Did you know that London has over seventeen hectares of green roofs? The GLA’s Environment Team recently published a map of almost 700 known green roofs in central London, which shows we have more than 25 football pitches worth. A green or living roof is essentially a vegetated rooftop and they can vary from gardens with deep growing material that can support small trees, to sedum based roofs with low lying planting. Green roofs in London you may be familiar with include Cannon Street Station and 55 Broadway, the home of TfL in Victoria.
Green roofs offer a number of benefits for London. They can provide habitat and amenity space, areas for food growing and reduce long term roof maintenance costs by protecting the underlying waterproof membranes. They also absorb rainwater to reduce localised flooding and help cool the city during warm periods – increasing the resilience of the urban environment to extreme weather. Indeed, the Mayor’s London Plan target to increase green cover in central London is primarily driven by the urban heat island effect. In a highly urbanised area like central London green roofs offer the greatest opportunity for greening, in terms of area of existing rooftops than can be vegetated.

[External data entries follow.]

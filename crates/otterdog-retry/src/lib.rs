//! Retry/backoff strategy for provider calls. One named preset covers the
//! default transient-error behavior; per-`ErrorClass` overrides let a
//! transport treat an ambiguous response more conservatively than a
//! confirmed-transient one, without inventing a second strategy type.

use std::time::Duration;

use otterdog_types::ErrorClass;
use rand::Rng;
use serde::{Deserialize, Serialize};

#[derive(Debug, Clone, Copy, PartialEq, Eq, Serialize, Deserialize)]
#[serde(rename_all = "snake_case")]
pub enum RetryStrategyType {
    Immediate,
    Exponential,
    Linear,
    Constant,
}

impl Default for RetryStrategyType {
    fn default() -> Self {
        RetryStrategyType::Exponential
    }
}

#[derive(Debug, Clone, Copy, PartialEq, Serialize, Deserialize)]
pub struct RetryStrategyConfig {
    pub strategy: RetryStrategyType,
    pub max_attempts: u32,
    pub base_delay: Duration,
    pub max_delay: Duration,
    /// Fraction in `[0, 1]` applied as jitter around the computed delay. `0`
    /// disables jitter.
    pub jitter: f64,
}

impl Default for RetryStrategyConfig {
    /// The provider's default policy: exponential backoff, base 1s, cap 60s,
    /// jitter, up to 5 attempts.
    fn default() -> Self {
        Self {
            strategy: RetryStrategyType::Exponential,
            max_attempts: 5,
            base_delay: Duration::from_secs(1),
            max_delay: Duration::from_secs(60),
            jitter: 0.3,
        }
    }
}

impl RetryStrategyConfig {
    /// Applied to a response whose retryability is unclear (malformed or
    /// partial body on an otherwise-successful status): fewer attempts, a
    /// larger base delay, linear growth instead of exponential.
    pub fn ambiguous() -> Self {
        Self {
            strategy: RetryStrategyType::Linear,
            max_attempts: 3,
            base_delay: Duration::from_secs(5),
            max_delay: Duration::from_secs(30),
            jitter: 0.1,
        }
    }

    /// No retry: used for classes the caller already knows are permanent
    /// (`BadCredentials`).
    pub fn none() -> Self {
        Self {
            strategy: RetryStrategyType::Immediate,
            max_attempts: 1,
            base_delay: Duration::ZERO,
            max_delay: Duration::ZERO,
            jitter: 0.0,
        }
    }
}

/// Per-error-class overrides layered on top of a default config. A `None`
/// entry falls back to the default.
#[derive(Debug, Clone, Default, Serialize, Deserialize)]
pub struct PerErrorConfig {
    pub retryable: Option<RetryStrategyConfig>,
    pub ambiguous: Option<RetryStrategyConfig>,
    pub permanent: Option<RetryStrategyConfig>,
}

pub fn config_for_error(
    default_config: &RetryStrategyConfig,
    per_error: &PerErrorConfig,
    class: ErrorClass,
) -> RetryStrategyConfig {
    match class {
        ErrorClass::Retryable => per_error.retryable.unwrap_or(*default_config),
        ErrorClass::Ambiguous => per_error.ambiguous.unwrap_or_else(RetryStrategyConfig::ambiguous),
        ErrorClass::Permanent => per_error.permanent.unwrap_or_else(RetryStrategyConfig::none),
    }
}

/// Delay before attempt number `attempt` (1-indexed), capped at `max_delay`
/// and jittered per the config.
pub fn calculate_delay(config: &RetryStrategyConfig, attempt: u32) -> Duration {
    let raw = match config.strategy {
        RetryStrategyType::Immediate => Duration::ZERO,
        RetryStrategyType::Constant => config.base_delay,
        RetryStrategyType::Linear => config.base_delay.saturating_mul(attempt.max(1)),
        RetryStrategyType::Exponential => {
            let factor = 2u32.saturating_pow(attempt.saturating_sub(1));
            config.base_delay.saturating_mul(factor)
        }
    };
    let capped = raw.min(config.max_delay);
    if config.jitter > 0.0 {
        apply_jitter(capped, config.jitter)
    } else {
        capped
    }
}

fn apply_jitter(delay: Duration, jitter: f64) -> Duration {
    let jitter = jitter.clamp(0.0, 1.0);
    let mut rng = rand::thread_rng();
    let factor = 1.0 - jitter + rng.gen::<f64>() * 2.0 * jitter;
    Duration::from_secs_f64((delay.as_secs_f64() * factor).max(0.0))
}

/// Runs `f` until it returns `Ok`, a permanent error, or `max_attempts` is
/// exhausted, sleeping `calculate_delay` between attempts. `classify` maps
/// the error to an `ErrorClass`, selecting which config layer applies.
pub fn retry_blocking<T, E>(
    default_config: &RetryStrategyConfig,
    per_error: &PerErrorConfig,
    mut classify: impl FnMut(&E) -> ErrorClass,
    mut f: impl FnMut(u32) -> Result<T, E>,
) -> Result<T, E> {
    let mut attempt = 1;
    loop {
        match f(attempt) {
            Ok(v) => return Ok(v),
            Err(err) => {
                let class = classify(&err);
                let config = config_for_error(default_config, per_error, class);
                if class == ErrorClass::Permanent || attempt >= config.max_attempts {
                    return Err(err);
                }
                std::thread::sleep(calculate_delay(&config, attempt));
                attempt += 1;
            }
        }
    }
}

#[cfg(test)]
mod tests {
    use super::*;

    #[test]
    fn exponential_grows_and_caps() {
        let config = RetryStrategyConfig {
            jitter: 0.0,
            ..RetryStrategyConfig::default()
        };
        assert_eq!(calculate_delay(&config, 1), Duration::from_secs(1));
        assert_eq!(calculate_delay(&config, 2), Duration::from_secs(2));
        assert_eq!(calculate_delay(&config, 3), Duration::from_secs(4));
        assert_eq!(calculate_delay(&config, 10), Duration::from_secs(60));
    }

    #[test]
    fn linear_grows_by_fixed_step() {
        let config = RetryStrategyConfig {
            strategy: RetryStrategyType::Linear,
            base_delay: Duration::from_secs(5),
            jitter: 0.0,
            ..RetryStrategyConfig::default()
        };
        assert_eq!(calculate_delay(&config, 1), Duration::from_secs(5));
        assert_eq!(calculate_delay(&config, 3), Duration::from_secs(15));
    }

    #[test]
    fn jitter_stays_within_bounds() {
        let config = RetryStrategyConfig {
            base_delay: Duration::from_secs(10),
            max_delay: Duration::from_secs(10),
            jitter: 0.5,
            strategy: RetryStrategyType::Constant,
            ..RetryStrategyConfig::default()
        };
        for _ in 0..50 {
            let d = calculate_delay(&config, 1);
            assert!(d.as_secs_f64() >= 5.0 && d.as_secs_f64() <= 15.0);
        }
    }

    #[test]
    fn permanent_errors_are_never_retried() {
        let default_config = RetryStrategyConfig::default();
        let per_error = PerErrorConfig::default();
        let mut calls = 0;
        let result: Result<(), &str> = retry_blocking(
            &default_config,
            &per_error,
            |_| ErrorClass::Permanent,
            |_attempt| {
                calls += 1;
                Err("bad credentials")
            },
        );
        assert!(result.is_err());
        assert_eq!(calls, 1);
    }

    #[test]
    fn retryable_errors_retry_up_to_max_attempts() {
        let default_config = RetryStrategyConfig {
            max_attempts: 3,
            base_delay: Duration::ZERO,
            max_delay: Duration::ZERO,
            jitter: 0.0,
            ..RetryStrategyConfig::default()
        };
        let per_error = PerErrorConfig::default();
        let mut calls = 0;
        let result: Result<(), &str> = retry_blocking(
            &default_config,
            &per_error,
            |_| ErrorClass::Retryable,
            |_attempt| {
                calls += 1;
                Err("503")
            },
        );
        assert!(result.is_err());
        assert_eq!(calls, 3);
    }

    #[test]
    fn succeeds_after_a_transient_failure() {
        let default_config = RetryStrategyConfig {
            base_delay: Duration::ZERO,
            max_delay: Duration::ZERO,
            jitter: 0.0,
            ..RetryStrategyConfig::default()
        };
        let per_error = PerErrorConfig::default();
        let mut calls = 0;
        let result: Result<&str, &str> = retry_blocking(
            &default_config,
            &per_error,
            |_| ErrorClass::Retryable,
            |_attempt| {
                calls += 1;
                if calls < 2 { Err("503") } else { Ok("ok") }
            },
        );
        assert_eq!(result, Ok("ok"));
        assert_eq!(calls, 2);
    }
}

The large number of green roofs in central London is partly a result of strong planning policy, with the Mayor strongly encouraging green roofs and other urban greening measures through his London Plan.
The potential for retrofit is also great. Approximately 10% of central London is covered by flat roofs, which are the most straightforward to green and have often been designed to take significant additional weight. We need to do more to retrofit green roofs and other urban greening measures to buildings in London, where they will provide both building scale and neighbourhood scale benefits. The GLA is encouraging such activity through initiatives like Greening the BIDs and helping to broker relationships between those who want to install a green roof and those who have a suitable host building.